Category: Orthopedics

Posted: 2/22/2025 by Brian Corwell, MD (Updated: 12/4/2025)
Click here to contact Brian Corwell, MD

A previous pearl discussed Spondylolysis. Once clinical concern is sufficient, the question of appropriate imaging arises.

Traditionally, the addition of oblique radiographs was recommended because they showed the pathognomonic “Scotty dog” sign.  Recent studies have shown there is no significant increase in diagnosing spondylolysis with the addition of these oblique views. These additional views carry added cost and radiation exposure (approximately double).

AP and lateral radiographs offer similar diagnostic sensitivity to the old four view series.

If plain films are negative and symptoms persist despite 2-3 weeks of rest from offending activities, advanced imaging can be pursued on an outpatient basis. This is also strongly considered if the patient wishes to return to sport.

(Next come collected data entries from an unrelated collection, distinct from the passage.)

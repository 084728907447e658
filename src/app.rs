//! Application state management.
//!
//! Manages routes, the navigation history and the active screen.

use crate::api::TicketApi;
use crate::screens::directory::columns_for_width;
use crate::screens::{DirectoryScreen, FetchState, TicketForm, TicketListScreen};
use anyhow::Result;
use ratatui::layout::{Margin, Rect};
use std::fmt;
use std::sync::Arc;
use std::time::{Duration, Instant};

/// Path-shaped identifier of a screen.
#[derive(Debug, Clone, PartialEq, Eq)]
pub enum Route {
    /// `/`
    Directory,
    /// `/company/{companyId}/tickets`
    CompanyTickets(String),
    /// `/ticket/create`
    NewTicket,
}

impl Route {
    /// Parse a route path.
    ///
    /// # Arguments
    /// * `path` - Route path such as `/company/42/tickets`
    ///
    /// # Returns
    /// * `Result<Route>` - Parsed route or error naming the path
    pub fn parse(path: &str) -> Result<Self> {
        let segments: Vec<&str> = path
            .trim()
            .split('/')
            .filter(|s| !s.is_empty())
            .collect();

        match segments.as_slice() {
            [] => Ok(Route::Directory),
            ["company", id, "tickets"] => Ok(Route::CompanyTickets((*id).to_string())),
            ["ticket", "create"] => Ok(Route::NewTicket),
            _ => Err(anyhow::anyhow!("Unknown route: {}", path)),
        }
    }

    pub fn path(&self) -> String {
        match self {
            Route::Directory => "/".to_string(),
            Route::CompanyTickets(id) => format!("/company/{}/tickets", id),
            Route::NewTicket => "/ticket/create".to_string(),
        }
    }

    /// Heading of the screen behind this route.
    pub fn title(&self) -> &'static str {
        match self {
            Route::Directory => "Company Directory",
            Route::CompanyTickets(_) => "Company Tickets",
            Route::NewTicket => "Create New Ticket",
        }
    }
}

impl fmt::Display for Route {
    fn fmt(&self, f: &mut fmt::Formatter<'_>) -> fmt::Result {
        f.write_str(&self.path())
    }
}

/// The screen currently shown.
#[derive(Debug)]
pub enum Screen {
    Directory(DirectoryScreen),
    Tickets(TicketListScreen),
    NewTicket(TicketForm),
}

/// Main application state.
pub struct App {
    api: Arc<dyn TicketApi>,
    /// Visited routes; the last one is the current route
    history: Vec<Route>,
    /// Active screen state
    pub screen: Screen,
    /// Lifetime of the form's success notification
    notification_ttl: Duration,
    /// Body area of the last drawn frame
    pub viewport: Rect,
    /// Status message to display
    pub status_message: Option<String>,
    should_quit: bool,
}

impl App {
    /// Create the application and enter `route`.
    ///
    /// # Details
    /// Entering a list screen spawns its fetch, so this must run inside a
    /// tokio runtime.
    pub fn new(api: Arc<dyn TicketApi>, route: Route, notification_ttl: Duration) -> Self {
        let screen = Self::enter(&api, &route, notification_ttl);
        Self {
            api,
            history: vec![route],
            screen,
            notification_ttl,
            viewport: Rect::default(),
            status_message: None,
            should_quit: false,
        }
    }

    fn enter(api: &Arc<dyn TicketApi>, route: &Route, notification_ttl: Duration) -> Screen {
        tracing::debug!(route = %route, "entering screen");
        match route {
            Route::Directory => Screen::Directory(DirectoryScreen::open(Arc::clone(api))),
            Route::CompanyTickets(id) => {
                Screen::Tickets(TicketListScreen::open(Arc::clone(api), id.clone()))
            }
            Route::NewTicket => Screen::NewTicket(TicketForm::new(notification_ttl)),
        }
    }

    pub fn route(&self) -> &Route {
        // history always holds at least the start route
        &self.history[self.history.len() - 1]
    }

    pub fn can_go_back(&self) -> bool {
        self.history.len() > 1
    }

    /// Navigate to `route`, replacing the active screen.
    pub fn navigate(&mut self, route: Route) {
        self.screen = Self::enter(&self.api, &route, self.notification_ttl);
        self.history.push(route);
        self.status_message = None;
    }

    /// Return to the previous route. No-op on the first route.
    pub fn back(&mut self) {
        if !self.can_go_back() {
            return;
        }
        self.history.pop();
        self.screen = Self::enter(&self.api, self.route(), self.notification_ttl);
        self.status_message = None;
    }

    /// Re-enter the current list screen, fetching again.
    ///
    /// # Details
    /// Ignored while the screen's request is still pending.
    pub fn reload(&mut self) {
        let busy = match &self.screen {
            Screen::Directory(dir) => dir.loader.is_loading(),
            Screen::Tickets(list) => list.loader.is_loading(),
            Screen::NewTicket(_) => true,
        };
        if busy {
            return;
        }
        self.screen = Self::enter(&self.api, self.route(), self.notification_ttl);
        self.set_status("Reloading...".to_string());
    }

    /// Open the ticket list of the selected company.
    pub fn open_selected_company(&mut self) {
        let company_id = match &self.screen {
            Screen::Directory(dir) => dir.selected_company().map(|c| c.id.clone()),
            _ => None,
        };
        if let Some(id) = company_id {
            self.navigate(Route::CompanyTickets(id));
        }
    }

    /// Submit the ticket form.
    pub fn submit_ticket(&mut self) {
        if let Screen::NewTicket(form) = &mut self.screen {
            form.submit(Arc::clone(&self.api));
        }
    }

    /// Number of card columns in the directory grid.
    pub fn directory_columns(&self) -> usize {
        columns_for_width(self.viewport.inner(Margin::new(1, 1)).width)
    }

    /// Apply finished requests of the active screen.
    ///
    /// # Arguments
    /// * `now` - Current instant, used to time notifications
    pub async fn poll(&mut self, now: Instant) {
        let status = match &mut self.screen {
            Screen::Directory(dir) => {
                if !dir.loader.poll().await {
                    return;
                }
                match dir.loader.state() {
                    FetchState::Loaded(companies) => {
                        Some(loaded_status(companies.len(), "company", "companies"))
                    }
                    _ => None,
                }
            }
            Screen::Tickets(list) => {
                if !list.loader.poll().await {
                    return;
                }
                match list.loader.state() {
                    FetchState::Loaded(tickets) => {
                        Some(loaded_status(tickets.len(), "ticket", "tickets"))
                    }
                    _ => None,
                }
            }
            Screen::NewTicket(form) => {
                form.poll(now).await;
                return;
            }
        };
        self.status_message = status;
    }

    /// Advance time-based state.
    pub fn tick(&mut self, now: Instant) {
        if let Screen::NewTicket(form) = &mut self.screen {
            form.tick(now);
        }
    }

    /// Set status message.
    pub fn set_status(&mut self, message: String) {
        self.status_message = Some(message);
    }

    pub fn quit(&mut self) {
        self.should_quit = true;
    }

    pub fn should_quit(&self) -> bool {
        self.should_quit
    }
}

fn loaded_status(count: usize, one: &str, many: &str) -> String {
    let noun = if count == 1 { one } else { many };
    format!("Loaded {} {}", count, noun)
}

#[cfg(test)]
pub(crate) mod tests {
    use super::*;
    use crate::screens::test_support::{MockApi, company, ticket};
    use std::time::Duration;

    /// Poll the app until the active list screen settles.
    pub(crate) async fn settle(app: &mut App) {
        tokio::time::timeout(Duration::from_secs(2), async {
            loop {
                let loading = match &app.screen {
                    Screen::Directory(dir) => dir.loader.is_loading(),
                    Screen::Tickets(list) => list.loader.is_loading(),
                    Screen::NewTicket(form) => form.is_submitting(),
                };
                if !loading {
                    break;
                }
                app.poll(Instant::now()).await;
                tokio::task::yield_now().await;
            }
        })
        .await
        .expect("app never settled");
    }

    fn test_api() -> Arc<MockApi> {
        Arc::new(MockApi {
            companies: vec![company("1", "Acme", true), company("2", "Globex", false)],
            tickets: vec![ticket("10", "Printer", "open")],
            ..MockApi::default()
        })
    }

    #[test]
    fn test_route_parse() {
        assert_eq!(Route::parse("/").unwrap(), Route::Directory);
        assert_eq!(Route::parse("").unwrap(), Route::Directory);
        assert_eq!(
            Route::parse("/company/42/tickets/").unwrap(),
            Route::CompanyTickets("42".to_string())
        );
        assert_eq!(Route::parse("ticket/create").unwrap(), Route::NewTicket);
        assert!(Route::parse("/company/42").is_err());
        assert!(Route::parse("/tickets").is_err());
    }

    #[test]
    fn test_route_path() {
        for path in ["/", "/company/42/tickets", "/ticket/create"] {
            assert_eq!(Route::parse(path).unwrap().path(), path);
        }
        assert_eq!(Route::NewTicket.to_string(), "/ticket/create");
    }

    #[tokio::test]
    async fn test_app_starts_on_route() {
        let app = App::new(test_api(), Route::NewTicket, Duration::from_secs(5));
        assert!(matches!(app.screen, Screen::NewTicket(_)));
        assert!(!app.can_go_back());
        assert!(!app.should_quit());
    }

    #[tokio::test]
    async fn test_app_directory_to_tickets_and_back() {
        let api = test_api();
        let mut app = App::new(api.clone(), Route::Directory, Duration::from_secs(5));
        settle(&mut app).await;
        assert_eq!(app.status_message.as_deref(), Some("Loaded 2 companies"));

        if let Screen::Directory(dir) = &mut app.screen {
            dir.move_right();
        }
        app.open_selected_company();
        assert_eq!(app.route(), &Route::CompanyTickets("2".to_string()));
        assert!(app.status_message.is_none());

        settle(&mut app).await;
        match &app.screen {
            Screen::Tickets(list) => assert_eq!(list.tickets().len(), 1),
            _ => panic!("expected ticket list"),
        }
        assert_eq!(*api.ticket_requests.lock().unwrap(), vec!["2".to_string()]);

        app.back();
        assert_eq!(app.route(), &Route::Directory);
        assert!(matches!(app.screen, Screen::Directory(_)));
        app.back();
        assert_eq!(app.route(), &Route::Directory);
    }

    #[tokio::test]
    async fn test_app_reload_refetches() {
        let api = test_api();
        let mut app = App::new(
            api.clone(),
            Route::CompanyTickets("5".to_string()),
            Duration::from_secs(5),
        );
        settle(&mut app).await;

        app.reload();
        assert_eq!(app.status_message.as_deref(), Some("Reloading..."));
        settle(&mut app).await;
        assert_eq!(api.ticket_requests.lock().unwrap().len(), 2);
        assert_eq!(app.status_message.as_deref(), Some("Loaded 1 ticket"));
    }

    #[test]
    fn test_loaded_status_plural() {
        assert_eq!(loaded_status(1, "ticket", "tickets"), "Loaded 1 ticket");
        assert_eq!(loaded_status(0, "ticket", "tickets"), "Loaded 0 tickets");
        assert_eq!(loaded_status(3, "company", "companies"), "Loaded 3 companies");
    }

    #[tokio::test]
    async fn test_app_submit_ticket() {
        let api = test_api();
        let mut app = App::new(api.clone(), Route::NewTicket, Duration::from_secs(5));
        if let Screen::NewTicket(form) = &mut app.screen {
            form.draft.email = "a@b.com".to_string();
            form.draft.title = "T".to_string();
            form.draft.description = "D".to_string();
        }

        app.submit_ticket();
        settle(&mut app).await;

        assert_eq!(api.submitted().len(), 1);
        match &app.screen {
            Screen::NewTicket(form) => {
                assert_eq!(form.draft, crate::api::TicketDraft::default());
                assert!(form.notification.is_some());
            }
            _ => panic!("expected form"),
        }

        app.tick(Instant::now() + Duration::from_secs(6));
        match &app.screen {
            Screen::NewTicket(form) => assert!(form.notification.is_none()),
            _ => panic!("expected form"),
        }
    }

    #[tokio::test]
    async fn test_directory_columns_follow_viewport() {
        let mut app = App::new(test_api(), Route::Directory, Duration::from_secs(5));
        assert_eq!(app.directory_columns(), 1);
        app.viewport = Rect::new(0, 3, 100, 30);
        assert_eq!(app.directory_columns(), 3);
    }
}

Despite being primarily osseous pathology, studies have shown that MRI can have similar diagnostic sensitivity to CT particularly in cases of acute injury.  MRI may also show signs of stress reaction before complete fracture occurs.

              Communicate with radiology and MRI technicians that you are looking for spondylolysis as this may affect the MRI sequences.

If a positive finding occurs on plain film, ordering CT imaging for the entire lumbar spine should be deferred due to added radiation concerns especially in cases where MRI would be available.

If MRI is not practical, consider limiting CT to one level above and one level below the region of concern. This would decrease the radiation exposure by approximately 50%

If advanced imaging is not practical or available and patient has a positive plain film, consider recommending repeat imaging in 4-6 weeks as an outpatient with rest from all offending activities.